I have four days to do with what I will. My plan was to live like a novelist. Crank out some words on the piece of fiction I have in the hopper. Be wholly dedicated to this. See if I can dedicate time to writing when I have endless time to write.
I woke up Thursday morning with a wicked cold instead. A debilitating cold. I can't remember the last time I had a cold-cold. Was it last year? Was it this past winter? Was it three years ago? Who knows. I had to ask Chuck to remind me how long they last, how to get them to go away. Instead of spending Day 1 living like a novelist I spend Day 1 living like an invalid. If I hadn't had the day off, I'd have taken the day off.
Then it was like trying to stop every part of my body from leaking fluids, even though the fluids were exclusive to my nose. So many explosions of sneeze. I went to Walgreens and played supermarket sweep, loading up a shopping cart with drugs and orange juice and Gatorade and cough drops. This is my favorite part of being sick.
Then I watched a mini documentary about Justin Bieber, just because I was sick. And curious about this child heartthrob.
Sometimes I need to go in public and sometimes this interferes with my need to live like a yurt owner who hasn't experienced running water in the past decade. When this crisis pops up, I dress in all black, pull a hat over my eyes and try to distract people into thinking I'm a celebrity on a Starbucks run. Britney Spears caught slumming by TMZ.
Pro Tip: When there is a long line at the cash wrap at Barnes & Noble, you can cheat and buy your books in the cafe. It's very edgy. The barista will recognize you as an insider when she asks "Do you want anything to drink?" and you say "No. Just the book." That look she gives you is a look of respect. "How did you know?" she's asking with her eyes. I used to work at Barnes & Noble.

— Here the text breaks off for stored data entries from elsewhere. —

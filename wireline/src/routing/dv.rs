// Wireline: Routing and Reliable Transport Cores
// Copyright (C) 2024  The Wireline Developers
//
// This program is free software; you can redistribute it and/or modify
// it under the terms of the GNU General Public License as published by
// the Free Software Foundation; either version 2 of the License, or
// (at your option) any later version.
//
// This program is distributed in the hope that it will be useful,
// but WITHOUT ANY WARRANTY; without even the implied warranty of
// MERCHANTABILITY or FITNESS FOR A PARTICULAR PURPOSE.  See the
// GNU General Public License for more details.
//
// You should have received a copy of the GNU General Public License along
// with this program; if not, write to the Free Software Foundation, Inc.,
// 51 Franklin Street, Fifth Floor, Boston, MA 02110-1301 USA.

//! Module defining a router running the distance-vector protocol.

use crate::routing::event::SendQueue;
use crate::routing::packet::{Packet, PacketKind, RoutingPayload};
use crate::routing::types::{Address, Cost, DeviceError, Port, INF};
use crate::routing::Router;
use log::*;
use std::collections::BTreeMap;

/// State kept per direct neighbor. Created on link-up, destroyed on
/// link-down. The cached distance vector is the only state used to recompute
/// routes when bad news invalidates paths through this neighbor.
#[derive(Debug, Clone)]
struct Neighbor {
    /// Address of the neighbor
    addr: Address,
    /// Local port the link is attached to
    port: Port,
    /// Cost of the direct link
    cost: Cost,
    /// Most recent distance vector reported by the neighbor
    dv: BTreeMap<Address, Cost>,
}

/// Distance-vector router.
///
/// The router maintains its own distance vector and forwarding table by
/// relaxing the cached vectors of its direct neighbors, and advertises the
/// result with poisoned reverse: entries routed through a neighbor are left
/// out of the advertisement sent to that neighbor, and a missing entry is
/// read as unreachable by the receiver.
#[derive(Debug)]
pub struct DvRouter {
    /// Own address
    addr: Address,
    /// Interval between periodic broadcasts
    heartbeat_ms: u64,
    /// Time of the last periodic broadcast. Event-driven broadcasts do not
    /// reset this.
    last_heartbeat: u64,
    /// Own distance vector. The own address is always present at cost 0; no
    /// entry ever reaches INF.
    pub(crate) dv: BTreeMap<Address, Cost>,
    /// Destination to outgoing port, for every destination in `dv` except
    /// the own address
    pub(crate) fwd_table: BTreeMap<Address, Port>,
    /// Live neighbors, keyed by local port
    neighbors: BTreeMap<Port, Neighbor>,
}

impl Router for DvRouter {
    fn new(addr: Address, heartbeat_ms: u64) -> Self {
        let mut dv = BTreeMap::new();
        dv.insert(addr.clone(), 0);
        Self {
            addr,
            heartbeat_ms,
            last_heartbeat: 0,
            dv,
            fwd_table: BTreeMap::new(),
            neighbors: BTreeMap::new(),
        }
    }

    fn address(&self) -> &Address {
        &self.addr
    }

    fn handle_new_link(
        &mut self,
        port: Port,
        addr: Address,
        cost: Cost,
        out: &mut SendQueue,
    ) -> Result<(), DeviceError> {
        debug!("{}: new link on port {} to {} (cost {})", self.addr, port, addr, cost);
        let mut initial_dv = BTreeMap::new();
        initial_dv.insert(addr.clone(), 0);
        let neighbor = Neighbor { addr, port, cost, dv: initial_dv };
        let improved = Self::relax(&mut self.dv, &mut self.fwd_table, &neighbor);
        self.neighbors.insert(port, neighbor);
        if improved {
            self.broadcast(out);
        }
        Ok(())
    }

    fn handle_packet(
        &mut self,
        port: Port,
        packet: Packet,
        out: &mut SendQueue,
    ) -> Result<(), DeviceError> {
        if packet.kind == PacketKind::Data {
            match self.next_port(&packet.dst) {
                Some(out_port) => out.push_back((out_port, packet)),
                None => debug!("{}: no route to {}, dropping data packet", self.addr, packet.dst),
            }
            return Ok(());
        }

        let (origin, new_dv) = match RoutingPayload::decode(&packet.content)? {
            RoutingPayload::DvUpdate { addr, dv } => (addr, dv),
            RoutingPayload::LsAdvertisement { .. } => {
                return Err(DeviceError::MalformedPayload(
                    "expected a distance-vector update".to_string(),
                ))
            }
        };

        let bad_news = {
            let neighbor =
                self.neighbors.get_mut(&port).ok_or(DeviceError::PortNotConnected(port))?;
            if neighbor.addr != origin {
                return Err(DeviceError::UnexpectedOrigin {
                    port,
                    expected: neighbor.addr.clone(),
                    found: origin,
                });
            }
            let old_dv = std::mem::replace(&mut neighbor.dv, new_dv);
            Self::is_bad_news(&old_dv, &neighbor.dv)
        };

        if bad_news {
            // A route through this neighbor got more expensive or vanished.
            // Routes relying on it must be recomputed from scratch, or the
            // relaxation inequality would keep the stale entries alive.
            debug!("{}: bad news from port {}, recomputing", self.addr, port);
            self.wipe_port(port);
            self.broadcast(out);
        } else if let Some(neighbor) = self.neighbors.get(&port) {
            if Self::relax(&mut self.dv, &mut self.fwd_table, neighbor) {
                self.broadcast(out);
            }
        }
        Ok(())
    }

    fn handle_remove_link(&mut self, port: Port, out: &mut SendQueue) -> Result<(), DeviceError> {
        if self.neighbors.remove(&port).is_none() {
            return Err(DeviceError::PortNotConnected(port));
        }
        debug!("{}: link on port {} removed", self.addr, port);
        self.wipe_port(port);
        self.broadcast(out);
        Ok(())
    }

    fn handle_time(&mut self, now_ms: u64, out: &mut SendQueue) -> Result<(), DeviceError> {
        if now_ms >= self.last_heartbeat + self.heartbeat_ms {
            self.last_heartbeat = now_ms;
            self.broadcast(out);
        }
        Ok(())
    }

    fn next_port(&self, dst: &Address) -> Option<Port> {
        self.fwd_table.get(dst).copied()
    }

    fn debug_string(&self) -> String {
        serde_json::json!({ "dv": &self.dv, "fwd": &self.fwd_table }).to_string()
    }
}

impl DvRouter {
    /// Send the current distance vector to every neighbor, with poisoned
    /// reverse: entries forwarded through a neighbor are omitted from the
    /// copy sent to that neighbor. The trimmed view is built while encoding,
    /// the own vector is never copied or modified.
    fn broadcast(&self, out: &mut SendQueue) {
        for neighbor in self.neighbors.values() {
            let dv: BTreeMap<Address, Cost> = self
                .dv
                .iter()
                .filter(|(addr, _)| self.fwd_table.get(*addr) != Some(&neighbor.port))
                .map(|(addr, &cost)| (addr.clone(), cost))
                .collect();
            let payload = RoutingPayload::DvUpdate { addr: self.addr.clone(), dv };
            let packet = Packet::routing(self.addr.clone(), neighbor.addr.clone(), &payload);
            out.push_back((neighbor.port, packet));
        }
    }

    /// Relax the own distance vector against one neighbor's cached vector.
    /// Installs every strictly better path, then prunes entries whose cost
    /// reached INF from both the vector and the forwarding table. Returns
    /// whether anything improved.
    fn relax(
        dv: &mut BTreeMap<Address, Cost>,
        fwd_table: &mut BTreeMap<Address, Port>,
        neighbor: &Neighbor,
    ) -> bool {
        let mut updated = false;
        for (addr, &cost) in neighbor.dv.iter() {
            let proposed = cost.saturating_add(neighbor.cost);
            let current = dv.get(addr).copied().unwrap_or(INF);
            if proposed >= current {
                continue;
            }
            dv.insert(addr.clone(), proposed);
            fwd_table.insert(addr.clone(), neighbor.port);
            updated = true;
        }
        let unreachable: Vec<Address> =
            dv.iter().filter(|(_, &cost)| cost >= INF).map(|(addr, _)| addr.clone()).collect();
        for addr in unreachable {
            dv.remove(&addr);
            fwd_table.remove(&addr);
        }
        updated
    }

    /// Returns whether an updated distance vector reports a cost increase or
    /// a dropped destination, compared to the previous vector from the same
    /// neighbor. Good news alone never triggers a recomputation.
    fn is_bad_news(prev_dv: &BTreeMap<Address, Cost>, new_dv: &BTreeMap<Address, Cost>) -> bool {
        prev_dv.iter().any(|(addr, &cost)| match new_dv.get(addr) {
            None => true,
            Some(&new_cost) => new_cost > cost,
        })
    }

    /// Remove all routes leaving through `port`, then rebuild from the
    /// cached vectors of the remaining neighbors.
    fn wipe_port(&mut self, port: Port) {
        let wiped: Vec<Address> = self
            .fwd_table
            .iter()
            .filter(|(_, &fwd_port)| fwd_port == port)
            .map(|(addr, _)| addr.clone())
            .collect();
        for addr in wiped {
            self.fwd_table.remove(&addr);
            self.dv.remove(&addr);
        }
        for neighbor in self.neighbors.values() {
            Self::relax(&mut self.dv, &mut self.fwd_table, neighbor);
        }
    }
}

A woman is walking down the street with a wiener dog. He makes a beeline toward our yard. Something is off in his gait. She comes after him, lifts him up and puts him back on the sidewalk. "We're rehabbing," she tells me. She's got leashes wrapped around his hind end. The wiener dog is a paraplegic wiener dog who recently had surgery on his back. The surgery didn't take. Now when she walks him, she has to keep his back to legs elevated while he sprints along on his front legs. He's a speedy little sucker. Full of zip. "You should buy him one of those little carts with wheels," I say. How cute would that be? "I know," she says. "They're like 300 dollars." "No!" I say, imagine making one for him myself.